一部の店ではグラス売りの酒を注ぐたびに一升瓶の空気抜きをして保管している。そんな「シュボシュボ管理」が徹底されているのが理想だが、なかなかそこまで手が回らないのが実情である。

そういう点では酒造直営の「久保田」はバッチリだろう。いかに美味しく飲ませるかという部分に細かく配慮しているから日本酒好きの人だったら素直に楽しめると思う。


萬寿や千寿など様々な種類がある久保田だが、この店では少しずつ飲み比べできるセットが用意されている。

一通りのラインナップの飲み比べだけでなく、純米酒飲み比べ、吟醸酒飲み比べなど、油断していたらベロベロになりそうだ。
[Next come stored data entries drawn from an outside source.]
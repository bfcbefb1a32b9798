//! Stored-value amount helpers.
//!
//! ## Overview
//!
//! The card purse counts centavos as a signed 24-bit integer. Amounts are
//! never handled as floating point; display as pesos goes through
//! `rust_decimal`.
//!
//! ## Examples
//!
//! ```
//! use cdmx_card::codec::amount::format_pesos;
//!
//! assert_eq!(format_pesos(1_250), "$12.50");
//! assert_eq!(format_pesos(-75), "-$0.75");
//! ```

use rust_decimal::Decimal;

/// Largest magnitude a signed 24-bit purse field can hold.
pub const SV_LIMIT: i64 = (1 << 23) - 1;

/// Centavos as a Decimal peso value.
pub fn to_decimal(centavos: i64) -> Decimal {
    Decimal::new(centavos, 2)
}

/// Render centavos as `$P.CC` (with a leading `-` when negative).
pub fn format_pesos(centavos: i64) -> String {
    let value = to_decimal(centavos);
    if value.is_sign_negative() {
        format!("-${:.2}", value.abs())
    } else {
        format!("${:.2}", value)
    }
}

// ============================================================================
// Unit Tests
// ============================================================================
//! The contracts held by a card, indexed by slot.

use std::slice;

use crate::error::{ParseError, ValidationError};
use crate::records::{is_blank, Contract, Record};

/// Contracts ordered by ascending slot, at most one per slot.
#[derive(Debug, Clone, PartialEq, Eq, Default)]
pub struct ContractSet {
    contracts: Vec<Contract>,
}

impl ContractSet {
    pub fn new() -> Self {
        Self::default()
    }

    /// Decode raw contract records; index `i` is slot `i + 1`. Blank
    /// records are empty slots.
    pub fn from_records(records: &[Vec<u8>]) -> Result<Self, ParseError> {
        let mut set = Self::new();
        for (index, bytes) in records.iter().enumerate() {
            if is_blank(bytes) {
                continue;
            }
            set.upsert(Contract::unpack(index as u8 + 1, bytes)?);
        }
        Ok(set)
    }

    /// Every contract matching `pred`, in slot order.
    pub fn find<P>(&self, pred: P) -> Vec<&Contract>
    where
        P: Fn(&Contract) -> bool,
    {
        self.contracts.iter().filter(|c| pred(c)).collect()
    }

    pub fn find_first<P>(&self, pred: P) -> Option<&Contract>
    where
        P: Fn(&Contract) -> bool,
    {
        self.contracts.iter().find(|c| pred(c))
    }

    /// Lowest-slot contract whose status is accepted.
    pub fn first_valid(&self) -> Result<&Contract, ValidationError> {
        self.find_first(Contract::is_accepted)
            .ok_or(ValidationError::NoValidContract)
    }

    pub fn get(&self, slot: u8) -> Option<&Contract> {
        self.contracts.iter().find(|c| c.slot == slot)
    }

    /// Like [`get`](Self::get) but a missing slot is a validation failure.
    pub fn require(&self, slot: u8) -> Result<&Contract, ValidationError> {
        self.get(slot).ok_or(ValidationError::ContractNotFound(slot))
    }

    /// Replace the contract in the same slot, or insert keeping slot order.
    pub fn upsert(&mut self, contract: Contract) {
        match self.contracts.binary_search_by_key(&contract.slot, |c| c.slot) {
            Ok(index) => self.contracts[index] = contract,
            Err(index) => self.contracts.insert(index, contract),
        }
    }

    pub fn iter(&self) -> slice::Iter<'_, Contract> {
        self.contracts.iter()
    }

    #[inline]
    pub fn len(&self) -> usize {
        self.contracts.len()
    }

    #[inline]
    pub fn is_empty(&self) -> bool {
        self.contracts.is_empty()
    }
}

impl<'a> IntoIterator for &'a ContractSet {
    type Item = &'a Contract;
    type IntoIter = slice::Iter<'a, Contract>;

    fn into_iter(self) -> Self::IntoIter {
        self.iter()
    }
}

#[cfg(test)]
mod tests {
    use super::*;
    use crate::records::ContractStatus;

    fn contract(slot: u8, status: ContractStatus) -> Contract {
        let mut c = Contract::new(slot);
        c.version = 1;
        c.status.set(status);
        c
    }

    #[test]
    fn test_upsert_keeps_slot_order() {
        let mut set = ContractSet::new();
        set.upsert(contract(3, ContractStatus::PartlyUsed));
        set.upsert(contract(1, ContractStatus::Suspended));
        set.upsert(contract(2, ContractStatus::NeverUsed));

        let slots: Vec<u8> = set.iter().map(|c| c.slot).collect();
        assert_eq!(slots, vec![1, 2, 3]);
    }

    #[test]
    fn test_upsert_replaces() {
        let mut set = ContractSet::new();
        set.upsert(contract(2, ContractStatus::Suspended));
        set.upsert(contract(2, ContractStatus::PartlyUsed));

        assert_eq!(set.len(), 1);
        assert_eq!(set.get(2).unwrap().status(), ContractStatus::PartlyUsed);
    }

    #[test]
    fn test_first_valid() {
        let mut set = ContractSet::new();
        assert_eq!(set.first_valid(), Err(ValidationError::NoValidContract));

        set.upsert(contract(1, ContractStatus::Suspended));
        set.upsert(contract(4, ContractStatus::ToBeRenewed));
        set.upsert(contract(6, ContractStatus::PartlyUsed));
        assert_eq!(set.first_valid().unwrap().slot, 4);
    }

    #[test]
    fn test_find() {
        let mut set = ContractSet::new();
        for slot in 1..=4 {
            set.upsert(contract(slot, ContractStatus::PartlyUsed));
        }
        let even = set.find(|c| c.slot % 2 == 0);
        assert_eq!(even.len(), 2);
        assert_eq!(set.find_first(|c| c.slot > 2).unwrap().slot, 3);
        assert!(set.find_first(|c| c.slot > 8).is_none());
    }

    #[test]
    fn test_require_missing_slot() {
        let set = ContractSet::new();
        assert_eq!(set.require(5), Err(ValidationError::ContractNotFound(5)));
    }

    #[test]
    fn test_from_records() {
        let records = vec![
            vec![0u8; 29],
            contract(2, ContractStatus::PartlyUsed).pack().unwrap(),
            vec![0u8; 29],
        ];
        let set = ContractSet::from_records(&records).unwrap();
        assert_eq!(set.len(), 1);
        assert_eq!(set.get(2).unwrap().status(), ContractStatus::PartlyUsed);
    }
}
料理は懐石コースが中心だが、単品メニューも豊富に用意されている。酒に合うようなものばかり。ウッシッシって感じだ。


新潟の銘酒だから料理もそっち方面の郷土色が強い。珍味類も豊富で味付けも丁寧。やっつけ仕事のような居酒屋的な店とは一線を画している。

魚貝中心だが、肉類も酒粕漬けの焼物があったりして飽きさせない。繁盛しているのも納得だ。


すっかり高値が当たり前になったのどぐろもかなり立派なサイズ。焼き方も丁寧でこれなら奮発したくなる。

ウマいツマミにウマい焼魚にキチンと管理された日本酒である。コロっと酔っ払ってしまう。

保冷温度を変えた「萬寿」を飲み比べるセットが運ばれて来た頃には「何でもかんでもウマいなあ~」状態だったから違いがよく分からなかった。10℃と20℃それぞれの違いを楽しめるらしいが、結論としては両方ともウマかったとしか言えない。

使い勝手の良い店だと思う。男同士でも女同士でもデートにも使えそうである。

つくづく、明るすぎる照明とシッポリ感が感じられない雰囲気が残念だと思う。